L'aripiprazole, commercialisé notamment sous le nom Abilify, est un antipsychotique dit atypique. Son mécanisme est particulier : il n'éteint pas la dopamine, il la module. Et son effet indésirable le plus caractéristique porte un nom que peu de personnes connaissent avant de le vivre : l'akathisie. C'est une agitation motrice, un besoin impérieux de bouger, souvent décrite comme insupportable — et très régulièrement prise pour de l'anxiété, y compris en consultation. Cette confusion n'est pas anodine : elle peut conduire à renforcer précisément ce qui provoque le symptôme. Cette page explique comment faire la différence, et comment la nommer.

Statut en France : sur ordonnance — antipsychotique atypique, NON benzodiazépinique Mécanisme : agoniste partiel dopaminergique D2 Point clé : akathisie ≠ anxiété

Dernière révision : 6 août 2026.

Important — à lire. Cette page est informative et ne remplace pas une consultation médicale. L'aripiprazole est un médicament délivré sur ordonnance, prescrit dans des indications précises. Aucune posologie ni aucun schéma de réduction ne figure ici : ces décisions appartiennent au médecin prescripteur. N'arrêtez jamais un antipsychotique de vous-même et ne modifiez jamais les doses sans avis médical — un arrêt non encadré expose au retour des symptômes pour lesquels le traitement avait été mis en place. Si vous pensez présenter une akathisie, l'attitude utile n'est pas d'arrêter seul : c'est de consulter rapidement pour la faire reconnaître.

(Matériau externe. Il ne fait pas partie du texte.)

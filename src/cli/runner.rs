//! CLI runner - executes commands

use crate::api::{EventParams, ListingsParams, OpenseaClient, OrderParams};
use crate::cli::commands::{Cli, Commands};
use crate::config::ClientConfig;
use crate::error::{Result, ResultExt};
use crate::pagination::{Interrupted, Retrieval};
use serde::Serialize;
use std::io::{self, BufWriter, Write};
use std::time::{Duration, Instant};
use tokio_util::sync::CancellationToken;
use tracing::{info, warn};

/// CLI runner
pub struct Runner {
    cli: Cli,
}

impl Runner {
    /// Create a new runner
    pub fn new(cli: Cli) -> Self {
        Self { cli }
    }

    /// Config file (if any) overlaid with the environment
    pub fn load_config(&self) -> Result<ClientConfig> {
        let mut config = match &self.cli.config {
            Some(path) => ClientConfig::from_file(path)?,
            None => ClientConfig::default(),
        };
        config.merge_env()?;
        Ok(config)
    }

    /// Run the CLI command, writing records to stdout.
    ///
    /// Ctrl-C cancels the retrieval; records gathered before that are
    /// still written.
    pub async fn run(&self) -> Result<()> {
        let client = self.load_config()?.build_client()?;

        let cancel = CancellationToken::new();
        let watcher = tokio::spawn({
            let cancel = cancel.clone();
            async move {
                if tokio::signal::ctrl_c().await.is_ok() {
                    warn!("Interrupt received, stopping retrieval");
                    cancel.cancel();
                }
            }
        });

        let mut out = BufWriter::new(io::stdout());
        let result = self.execute(&client, &cancel, &mut out).await;
        watcher.abort();
        out.flush().context("Failed to flush output")?;
        result
    }

    /// Run the command against `client`, writing JSON lines to `out`
    pub async fn execute<W: Write>(
        &self,
        client: &OpenseaClient,
        cancel: &CancellationToken,
        out: &mut W,
    ) -> Result<()> {
        let start = Instant::now();
        let written = match &self.cli.command {
            Commands::Events {
                contract,
                token_id,
                account,
                collection,
                event_type,
                auction_type,
                only_opensea,
                cursor,
                after,
                before,
                limit,
            } => {
                let params = EventParams {
                    asset_contract_address: contract.clone().unwrap_or_default(),
                    token_id: token_id.clone().unwrap_or_default(),
                    account_address: account.clone().unwrap_or_default(),
                    event_type: event_type.clone(),
                    only_opensea: *only_opensea,
                    auction_type: auction_type.clone(),
                    collection_slug: collection.clone().unwrap_or_default(),
                    cursor: cursor.clone().unwrap_or_default(),
                    occurred_before: before.unwrap_or_default(),
                    occurred_after: after.unwrap_or_default(),
                    limit: *limit,
                };
                write_retrieval(
                    out,
                    client.retrieve_events_with_cancel(&params, cancel).await,
                )?
            }
            Commands::Orders {
                contract,
                token_ids,
                maker,
                owner,
                side,
                listed_after,
                order_by,
                direction,
                limit,
                offset,
                all,
            } => {
                let params = OrderParams {
                    asset_contract_address: contract.clone().unwrap_or_default(),
                    maker: maker.clone().unwrap_or_default(),
                    owner: owner.clone().unwrap_or_default(),
                    listed_after: listed_after.unwrap_or_default(),
                    token_ids: token_ids.clone(),
                    side: side.map(Into::into),
                    limit: *limit,
                    offset: *offset,
                    order_by: *order_by,
                    order_direction: *direction,
                    ..OrderParams::default()
                };
                write_retrieval(
                    out,
                    client.get_orders_with_cancel(&params, *all, cancel).await,
                )?
            }
            Commands::Listings {
                contract,
                token_ids,
                legacy,
                interval_ms,
            } => {
                if *legacy {
                    let interval = Duration::from_millis(*interval_ms);
                    let retrieval = client
                        .get_active_listings_with_cancel(contract, token_ids, interval, cancel)
                        .await;
                    write_retrieval(out, retrieval)?
                } else {
                    let params = ListingsParams::new(contract.as_str(), token_ids.iter().cloned());
                    write_retrieval(
                        out,
                        client
                            .get_active_listings_v2_with_cancel(&params, cancel)
                            .await,
                    )?
                }
            }
            Commands::Asset { contract, token_id } => {
                let asset = match token_id {
                    Some(token_id) => {
                        client
                            .get_single_asset_with_cancel(contract, token_id, cancel)
                            .await?
                    }
                    None => client.get_asset_detail_with_cancel(contract, cancel).await?,
                };
                write_records(out, &[asset])?
            }
            Commands::Collection { slug } => {
                let collection = client.get_single_collection_with_cancel(slug, cancel).await?;
                write_records(out, &[collection])?
            }
            Commands::Collections { offset, limit } => {
                let collections = client
                    .get_collections_with_cancel(*offset, *limit, cancel)
                    .await?;
                write_records(out, &collections)?
            }
        };

        info!(
            records = written,
            elapsed_ms = start.elapsed().as_millis() as u64,
            "Wrote {} records",
            written
        );
        Ok(())
    }
}

/// Write one JSON document per line
pub fn write_records<W: Write, T: Serialize>(out: &mut W, records: &[T]) -> Result<usize> {
    for record in records {
        serde_json::to_writer(&mut *out, record).context("Failed to write record")?;
        out.write_all(b"\n")?;
    }
    Ok(records.len())
}

/// Write whatever a retrieval gathered, then surface its error if any
pub fn write_retrieval<W: Write, T: Serialize>(
    out: &mut W,
    retrieval: Retrieval<T>,
) -> Result<usize> {
    match retrieval {
        Ok(records) => write_records(out, &records),
        Err(Interrupted { records, error }) => {
            let written = write_records(out, &records)?;
            warn!(records = written, "Wrote partial results before failure");
            Err(error)
        }
    }
}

Ce qu'est l'aripiprazole, et pourquoi son mécanisme est singulier

L'aripiprazole appartient à la famille des antipsychotiques de seconde génération, aussi appelés atypiques. Il se distingue des autres par la manière dont il agit sur la dopamine.

La plupart des antipsychotiques sont des antagonistes des récepteurs dopaminergiques D2 : ils bloquent le récepteur, comme on couperait un interrupteur. L'aripiprazole, lui, est un agoniste partiel de ce même récepteur. Un agoniste partiel se fixe sur le récepteur et l'active, mais moins fortement que ne le ferait la dopamine naturelle. La conséquence est double, et c'est là toute la particularité :

D'où le surnom de « stabilisateur du système dopaminergique » qu'on lui donne parfois : plutôt qu'un interrupteur, il fonctionne comme un variateur d'intensité qui ramène le signal vers une valeur intermédiaire, quel que soit le point de départ.

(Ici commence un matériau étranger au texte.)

//! Tests for the HTTP transport module

use super::*;
use crate::types::{Method, QueryParams};
use std::time::Duration;
use wiremock::matchers::{body_string, header, header_exists, method, path, query_param};
use wiremock::{Mock, MockServer, ResponseTemplate};

fn transport_for(server: &MockServer) -> HttpTransport {
    let config = HttpClientConfig::builder()
        .base_url(server.uri())
        .timeout(Duration::from_secs(5))
        .build();
    HttpTransport::with_config(config).unwrap()
}

#[test]
fn test_http_client_config_default() {
    let config = HttpClientConfig::default();
    assert_eq!(config.timeout, Duration::from_secs(30));
    assert_eq!(config.base_url, "https://api.opensea.io");
    assert!(config.proxy.is_none());
    assert!(config.user_agent.starts_with("opensea-feed/"));
}

#[test]
fn test_http_client_config_builder() {
    let config = HttpClientConfig::builder()
        .base_url("https://rinkeby-api.opensea.io")
        .timeout(Duration::from_secs(60))
        .connect_timeout(Duration::from_secs(5))
        .proxy("http://relay.local:8080")
        .header("X-Custom", "value")
        .user_agent("test-agent/1.0")
        .build();

    assert_eq!(config.base_url, "https://rinkeby-api.opensea.io");
    assert_eq!(config.timeout, Duration::from_secs(60));
    assert_eq!(config.connect_timeout, Duration::from_secs(5));
    assert_eq!(config.proxy.as_deref(), Some("http://relay.local:8080"));
    assert_eq!(
        config.default_headers.get("X-Custom"),
        Some(&"value".to_string())
    );
    assert_eq!(config.user_agent, "test-agent/1.0");
}

#[test]
fn test_request_builder() {
    let mut query = QueryParams::new();
    query.push("limit", "50");
    let request = TransportRequest::get("/wyvern/v1/orders")
        .with_query(query)
        .header("X-Request-Id", "abc123")
        .json_body(r#"{"k":1}"#);

    assert_eq!(request.method, Method::GET);
    assert_eq!(request.path_and_query(), "/wyvern/v1/orders?limit=50");
    assert_eq!(
        request.headers.get("X-Request-Id"),
        Some(&"abc123".to_string())
    );
    assert!(request.body.is_some());
}

#[test]
fn test_build_url_joins_base_and_query() {
    let config = HttpClientConfig::builder()
        .base_url("https://api.example.com/")
        .build();
    let transport = HttpTransport::with_config(config).unwrap();

    let mut query = QueryParams::new();
    query.push("token_ids", "1").push("token_ids", "2");
    let request = TransportRequest::get("/api/v1/events").with_query(query);

    let url = transport.build_url(&request).unwrap();
    assert_eq!(
        url.as_str(),
        "https://api.example.com/api/v1/events?token_ids=1&token_ids=2"
    );
}

#[tokio::test]
async fn test_get_returns_status_and_body() {
    let mock_server = MockServer::start().await;

    Mock::given(method("GET"))
        .and(path("/api/v1/collection/doodles"))
        .and(header("Accept", "application/json"))
        .respond_with(ResponseTemplate::new(200).set_body_string(r#"{"collection":{}}"#))
        .mount(&mock_server)
        .await;

    let transport = transport_for(&mock_server);
    let response = transport
        .execute(TransportRequest::get("/api/v1/collection/doodles"))
        .await
        .unwrap();

    assert_eq!(response.status, 200);
    assert_eq!(&response.body[..], br#"{"collection":{}}"#);
}

#[tokio::test]
async fn test_non_success_status_is_not_an_error() {
    let mock_server = MockServer::start().await;

    Mock::given(method("GET"))
        .and(path("/api/v1/events"))
        .respond_with(
            ResponseTemplate::new(429).set_body_string(r#"{"success":false,"msg":"slow down"}"#),
        )
        .expect(1)
        .mount(&mock_server)
        .await;

    let transport = transport_for(&mock_server);
    let response = transport
        .execute(TransportRequest::get("/api/v1/events"))
        .await
        .unwrap();

    // Exactly one attempt: the transport never retries.
    assert_eq!(response.status, 429);
    assert!(String::from_utf8_lossy(&response.body).contains("slow down"));
}

#[tokio::test]
async fn test_query_and_request_headers_are_sent() {
    let mock_server = MockServer::start().await;

    Mock::given(method("GET"))
        .and(path("/api/v1/events"))
        .and(query_param("cursor", "abc"))
        .and(query_param("only_opensea", "false"))
        .and(header("X-API-KEY", "key-1"))
        .respond_with(ResponseTemplate::new(200).set_body_string("{}"))
        .expect(1)
        .mount(&mock_server)
        .await;

    let mut query = QueryParams::new();
    query.push("only_opensea", "false").push("cursor", "abc");
    let request = TransportRequest::get("/api/v1/events")
        .with_query(query)
        .header("X-API-KEY", "key-1");

    let transport = transport_for(&mock_server);
    let response = transport.execute(request).await.unwrap();
    assert_eq!(response.status, 200);
}

#[tokio::test]
async fn test_post_sets_content_type() {
    let mock_server = MockServer::start().await;

    Mock::given(method("POST"))
        .and(path("/v2/orders"))
        .and(header("Content-Type", "application/json"))
        .and(body_string(r#"{"side":"ask"}"#))
        .respond_with(ResponseTemplate::new(201).set_body_string("{}"))
        .mount(&mock_server)
        .await;

    let request = TransportRequest::new(Method::POST, "/v2/orders").json_body(r#"{"side":"ask"}"#);

    let transport = transport_for(&mock_server);
    let response = transport.execute(request).await.unwrap();
    assert_eq!(response.status, 201);
}

#[tokio::test]
async fn test_default_headers_are_sent() {
    let mock_server = MockServer::start().await;

    Mock::given(method("GET"))
        .and(path("/api/v1/assets"))
        .and(header("X-Custom", "value"))
        .respond_with(ResponseTemplate::new(200).set_body_string("{}"))
        .expect(1)
        .mount(&mock_server)
        .await;

    let config = HttpClientConfig::builder()
        .base_url(mock_server.uri())
        .header("X-Custom", "value")
        .build();
    let transport = HttpTransport::with_config(config).unwrap();
    let response = transport
        .execute(TransportRequest::get("/api/v1/assets"))
        .await
        .unwrap();
    assert_eq!(response.status, 200);
}

#[tokio::test]
async fn test_proxy_receives_real_target_header() {
    let proxy_server = MockServer::start().await;

    Mock::given(method("GET"))
        .and(path("/"))
        .and(header_exists(PROXY_TARGET_HEADER))
        .and(header(
            PROXY_TARGET_HEADER,
            "https://api.opensea.io/api/v1/collection/doodles",
        ))
        .respond_with(ResponseTemplate::new(200).set_body_string("{}"))
        .expect(1)
        .mount(&proxy_server)
        .await;

    let config = HttpClientConfig::builder()
        .base_url("https://api.opensea.io")
        .proxy(format!("{}/", proxy_server.uri()))
        .build();
    let transport = HttpTransport::with_config(config).unwrap();

    let response = transport
        .execute(TransportRequest::get("/api/v1/collection/doodles"))
        .await
        .unwrap();
    assert_eq!(response.status, 200);
}

#[tokio::test]
async fn test_connection_failure_is_transport_error() {
    let config = HttpClientConfig::builder()
        .base_url("http://127.0.0.1:9")
        .timeout(Duration::from_secs(2))
        .build();
    let transport = HttpTransport::with_config(config).unwrap();

    let err = transport
        .execute(TransportRequest::get("/api/v1/events"))
        .await
        .unwrap_err();
    assert!(matches!(err, crate::Error::Transport(_)));
}

#[test]
fn test_http_transport_debug() {
    let transport = HttpTransport::new().unwrap();
    let debug = format!("{transport:?}");
    assert!(debug.contains("HttpTransport"));
}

L'aripiprazole agit par ailleurs sur le système sérotoninergique. Le RCP français résume l'ensemble ainsi : « L'efficacité de l'aripiprazole dans la schizophrénie et dans les troubles bipolaires de type I pourrait être due à l'association de son activité agoniste partiel sur le récepteur dopaminergique D2 et sérotoninergique 5-HT1A et de son activité antagoniste sur le récepteur sérotoninergique 5-HT2A. » Le conditionnel du document réglementaire mérite d'être relevé : le mécanisme exact par lequel la molécule agit reste une hypothèse de travail, pas un fait démontré.

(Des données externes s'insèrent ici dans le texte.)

//! Pagination module
//!
//! Supports: Cursor-follow, Offset-increment, single page
//!
//! # Overview
//!
//! A [`Paginator`] decides what to request next from the page just
//! received; a [`PageSource`] performs the request. [`PageStream`] runs
//! the two together until the paginator reports the last page, a limit
//! trips, or the caller cancels.

mod strategies;
mod stream;
mod types;

pub use strategies::{CursorPaginator, NoPaginator, OffsetPaginator};
pub use stream::PageStream;
pub use types::{
    Interrupted, NextPage, Page, PageRequest, PageSource, PaginationLimits, PaginationState,
    Paginator, Retrieval,
};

Cette élégance pharmacologique a une contrepartie souvent sous-estimée. Parce que l'aripiprazole conserve une activité propre sur le récepteur D2 et s'y fixe avec une forte affinité, il déplace la dopamine endogène et impose son propre niveau d'activation — y compris dans les circuits impliqués dans le contrôle du mouvement. C'est le terrain sur lequel apparaît l'akathisie. Ce n'est pas un accident marginal : c'est l'effet indésirable le plus caractéristique de la molécule.

Les indications en France

Le résumé des caractéristiques du produit (RCP) publié dans la base de données publique des médicaments — le document réglementaire de référence — définit les indications de l'aripiprazole par voie orale en trois lignes. Les citations ci-dessous sont reprises mot pour mot du RCP d'une spécialité générique à base d'aripiprazole, consulté le 6 août 2026 ; le nom commercial qui y figure est celui de cette spécialité précise. Ces indications sont plus étroites que ne le laisse penser l'usage réel :

Deux remarques utiles pour le lectorat de ce site. D'abord, l'anxiété, l'insomnie et le sevrage des benzodiazépines ne figurent dans aucune de ces indications. Ensuite, l'aripiprazole est néanmoins prescrit en France dans d'autres situations, notamment en association à un antidépresseur dans certaines dépressions résistantes : ces usages sortent du cadre de l'autorisation de mise sur le marché. Une prescription hors autorisation n'est pas illégale et peut être médicalement justifiée, mais elle mérite d'être discutée explicitement — d'autant plus quand le motif de la prescription est un état anxieux, c'est-à-dire précisément le symptôme avec lequel l'akathisie sera ensuite confondue.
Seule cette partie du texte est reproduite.